Investments to Make Now to Make the Most of Your Retirement Later

In 2020, 62% of Americans said they were worried about how they would make it during their retirement. That number is up from 56% in 2019. An increase in worry could be attributed to several things, the pandemic, an unstable economy, or the fact that 63% of people live paycheck to paycheck are just the tip of the iceberg.

We can’t make any of these worries go away completely, but some steps can be taken to prepare for retirement. Making wise financial investments is one of them.

So how do you get started, and what investments should you be making now to make the most of your retirement later? Here are a few suggestions that can help you begin making a plan.

Buy And Sell Real Estate

Buying and selling real estate is one of the best forms of investing because you can build equity for the future, get protection against inflation, create regular income and cash flow, and it qualifies you for valuable tax advantages.

If that’s not enough, it’s also easy to get involved with thanks to the ease with which most people can acquire a loan to purchase a property. If you’re in the market to buy an investment property you can take advantage of a dramatically simplified application process to get the funds you need.

Once you buy a property, you can hold on to it until the right time, or do the work that’s required to sell it immediately. Either way, you stand to get a good payout to put towards your retirement.

Buy A Savings Bond

A savings bond is a loan to the U.S. government that’s issued by the U.S. Treasury. When you buy one, you’re lending money to the government to help them meet their funding needs.

The current interest rates for these savings bonds are between 0.10% and 1.68%. Interest is credited monthly and compounded twice a year. They’re one of the safest forms of investments available because they’re backed by the government.

You need to have the bond for at least five years before you can withdraw money without receiving a penalty, but you can keep it for up to thirty years if you choose to. You’ll get the best payoff if you keep it long-term, so this type of investment is best for those who won’t need to redeem it shortly.

Open A 401k Plan

A 401k plan is a work-sponsored retirement account that employees can contribute to. Employers sometimes also make matching contributions.

There are two basic types of 401ks, traditional and Roth, which are mainly different in how they’re taxed.

In a traditional 401k, an employee’s contributions reduce their income taxes for the year, but any withdrawals they make are taxed. With a Roth, employees make contributions with after-tax income but can make withdrawals without being taxed.

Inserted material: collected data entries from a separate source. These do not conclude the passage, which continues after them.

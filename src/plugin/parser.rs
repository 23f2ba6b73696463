use super::{ParseIssue, ParseOptions, Plugin};
use crate::datatypes::{ByteCursor, Signature};
use crate::group::{Group, GroupHeader, Node, GROUP_HEADER_SIZE};
use crate::io::{EspReader, MmapEspReader};
use crate::record::{RawRecord, Record, RecordHeader, RECORD_HEADER_SIZE};
use crate::utils::{EspError, Result};
use rayon::prelude::*;
use std::path::Path;
use std::sync::atomic::{AtomicBool, Ordering};

impl Plugin {
    /// 使用默认选项解析
    pub fn parse(data: &[u8]) -> Result<Self> {
        Self::parse_with_options(data, &ParseOptions::default())
    }

    pub fn parse_with_options(data: &[u8], options: &ParseOptions) -> Result<Self> {
        let never = AtomicBool::new(false);
        Self::parse_cancellable(data, options, &never)
    }

    /// 可取消的解析
    ///
    /// 在每个顶层节点之间检查 `cancel`，置位后返回 `Cancelled`。
    pub fn parse_cancellable(data: &[u8], options: &ParseOptions, cancel: &AtomicBool) -> Result<Self> {
        if data.len() as u64 > options.max_input_size {
            return Err(EspError::InputTooLarge {
                size: data.len() as u64,
                limit: options.max_input_size,
            });
        }

        let mut cursor = ByteCursor::new(data);
        let header = Self::parse_header(&mut cursor, options)?;

        let mut parser = TreeParser {
            data,
            cursor,
            options,
            cancel,
            stack: Vec::new(),
            nodes: Vec::new(),
            issues: Vec::new(),
        };
        parser.run()?;

        log::debug!(
            "解析完成: {} bytes, {} 个顶层节点, {} 个问题",
            data.len(), parser.nodes.len(), parser.issues.len()
        );

        Ok(Plugin {
            header,
            nodes: parser.nodes,
            issues: parser.issues,
        })
    }

    /// 并行解析多个互不相关的文档
    pub fn parse_batch(inputs: &[&[u8]], options: &ParseOptions) -> Vec<Result<Self>> {
        inputs
            .par_iter()
            .map(|data| Self::parse_with_options(data, options))
            .collect()
    }

    /// 解析 TES4 头部记录
    fn parse_header(cursor: &mut ByteCursor<'_>, options: &ParseOptions) -> Result<Record> {
        if cursor.remaining() >= 4 {
            let signature = cursor.peek_signature()?;
            if signature != Signature::TES4 {
                return Err(EspError::InvalidFormat(signature));
            }
        }
        RawRecord::read(cursor)?.materialize(options.max_decompressed_size)
    }

    /// 加载插件文件（内存映射）
    pub fn load(path: impl AsRef<Path>) -> Result<Self> {
        Self::load_with_options(path, &ParseOptions::default())
    }

    pub fn load_with_options(path: impl AsRef<Path>, options: &ParseOptions) -> Result<Self> {
        Self::load_with_reader(path.as_ref(), &MmapEspReader, options)
    }

    /// 使用自定义 Reader 加载插件文件
    ///
    /// 通过依赖注入支持自定义 IO 实现（内存、网络等），便于测试和扩展。
    pub fn load_with_reader(path: &Path, reader: &dyn EspReader, options: &ParseOptions) -> Result<Self> {
        let raw_data = reader.read(path)?;
        log::info!("加载插件: {:?} ({} bytes)", path, raw_data.len());
        Self::parse_with_options(raw_data.as_bytes(), options)
    }
}

/// 尚未读完的组
struct OpenGroup {
    group: Group,
    start: u64,
    end: u64,
}

/// 用显式栈代替递归的树解析器
struct TreeParser<'a, 'o> {
    data: &'a [u8],
    cursor: ByteCursor<'a>,
    options: &'o ParseOptions,
    cancel: &'o AtomicBool,
    stack: Vec<OpenGroup>,
    nodes: Vec<Node>,
    issues: Vec<ParseIssue>,
}

impl<'a, 'o> TreeParser<'a, 'o> {
    fn run(&mut self) -> Result<()> {
        loop {
            self.close_finished_groups();

            match self.stack.last() {
                None => {
                    if self.cursor.is_empty() {
                        return Ok(());
                    }
                    if self.cancel.load(Ordering::Relaxed) {
                        return Err(EspError::Cancelled {
                            offset: self.cursor.position(),
                        });
                    }
                }
                // 组声明的结束位置超出了输入
                Some(open) if self.cursor.is_empty() => {
                    return Err(EspError::TruncatedInput {
                        offset: self.cursor.position(),
                        needed: (open.end - self.cursor.position()) as usize,
                        available: 0,
                        signature: Some(open.group.get_label_signature()),
                    });
                }
                Some(_) => {}
            }

            let start = self.cursor.position();
            if self.cursor.peek_signature()? == Signature::GRUP {
                self.open_group(start)?;
            } else {
                self.read_record(start)?;
            }
        }
    }

    fn close_finished_groups(&mut self) {
        while let Some(open) = self.stack.last() {
            if self.cursor.position() < open.end {
                break;
            }
            if let Some(open) = self.stack.pop() {
                log::trace!("组 '{}' 结束于 0x{:X}", open.group.get_label_signature(), open.end);
                self.attach(Node::from(open.group));
            }
        }
    }

    fn attach(&mut self, node: Node) {
        match self.stack.last_mut() {
            Some(parent) => parent.group.children.push(node),
            None => self.nodes.push(node),
        }
    }

    fn open_group(&mut self, start: u64) -> Result<()> {
        let header = GroupHeader::read(&mut self.cursor)?;
        let label = Signature(header.label);

        // 组大小包含头部，小于头部无法按声明大小跳过
        if (header.size as usize) < GROUP_HEADER_SIZE {
            return Err(EspError::MalformedGroup {
                offset: start,
                label,
                declared: header.size as u64,
                consumed: GROUP_HEADER_SIZE as u64,
            });
        }

        let end = start + header.size as u64;
        if self.crosses_parent(end)? {
            return Ok(());
        }

        log::trace!(
            "组 '{}' type={:?} at 0x{:X}: size={}",
            label, header.group_type, start, header.size
        );

        self.stack.push(OpenGroup {
            group: Group::from_header(header, start),
            start,
            end,
        });
        Ok(())
    }

    fn read_record(&mut self, start: u64) -> Result<()> {
        // 先只看头部，越过父组边界属于父组的错误
        let signature = self.cursor.peek_signature()?;
        let header = RecordHeader::read(&mut self.cursor.clone()).map_err(|e| e.with_signature(signature))?;
        let end = start + (RECORD_HEADER_SIZE as u64) + header.data_size as u64;
        if self.crosses_parent(end)? {
            return Ok(());
        }

        let raw = RawRecord::read(&mut self.cursor)?;
        match raw.materialize(self.options.max_decompressed_size) {
            Ok(record) => self.attach(Node::Record(record)),
            Err(e) if self.options.recover && e.is_recoverable() => {
                log::warn!("跳过损坏的记录 {} (0x{:X}): {}", raw.header.signature, start, e);
                self.issues.push(ParseIssue::from_error(start, raw.header.signature, &e));
                self.attach(Node::Record(raw.into_opaque()));
            }
            Err(e) => return Err(e),
        }
        Ok(())
    }

    /// 子节点结束位置越过了最内层父组的声明结束位置
    ///
    /// 恢复模式下把父组转为原始字节并返回 true，否则返回错误。
    fn crosses_parent(&mut self, child_end: u64) -> Result<bool> {
        let parent = match self.stack.last() {
            Some(parent) if child_end > parent.end => parent,
            _ => return Ok(false),
        };

        let error = EspError::MalformedGroup {
            offset: parent.start,
            label: parent.group.get_label_signature(),
            declared: parent.end - parent.start,
            consumed: child_end - parent.start,
        };

        if !self.options.recover || parent.end > self.data.len() as u64 {
            return Err(error);
        }

        let Some(mut open) = self.stack.pop() else {
            return Err(error);
        };
        let content_start = (open.start as usize) + GROUP_HEADER_SIZE;
        let content = self.data[content_start..open.end as usize].to_vec();

        log::warn!(
            "跳过损坏的组 '{}' (0x{:X}): {}",
            open.group.get_label_signature(), open.start, error
        );
        self.issues.push(ParseIssue::from_error(open.start, open.group.get_label_signature(), &error));

        open.group.children.clear();
        open.group.raw_content = Some(content);
        self.cursor.seek_to(open.end)?;
        self.attach(Node::from(open.group));
        Ok(true)
    }
}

Both types are best for long-term investing, but which one is right for you will depend on your unique situation. Check into the plans available through your work and meet with a financial expert before making your decision.

Create A High-Yield Savings Account

A high-yield savings account is a type of account that typically pays 20 to 25 times the average of a standard savings account. You may be able to open a high-yield savings account where you already bank but the highest rates are often available from online banks.

As you consider different high-yield savings account options, weigh factors such as initial deposit requirements, interest rates, minimum balance requirements, and any possible account fees.

A high-yield savings account can be a useful option for money that you have sitting in a traditional savings account. It offers the safety of federal insurance and a yield that’s higher than a regular savings account and less than you could potentially earn from riskier investments.

If you want to make the best of your retirement later, you need to start making good investments now. The sooner you begin, the more money you’ll have in your account when it’s time to leave the workforce.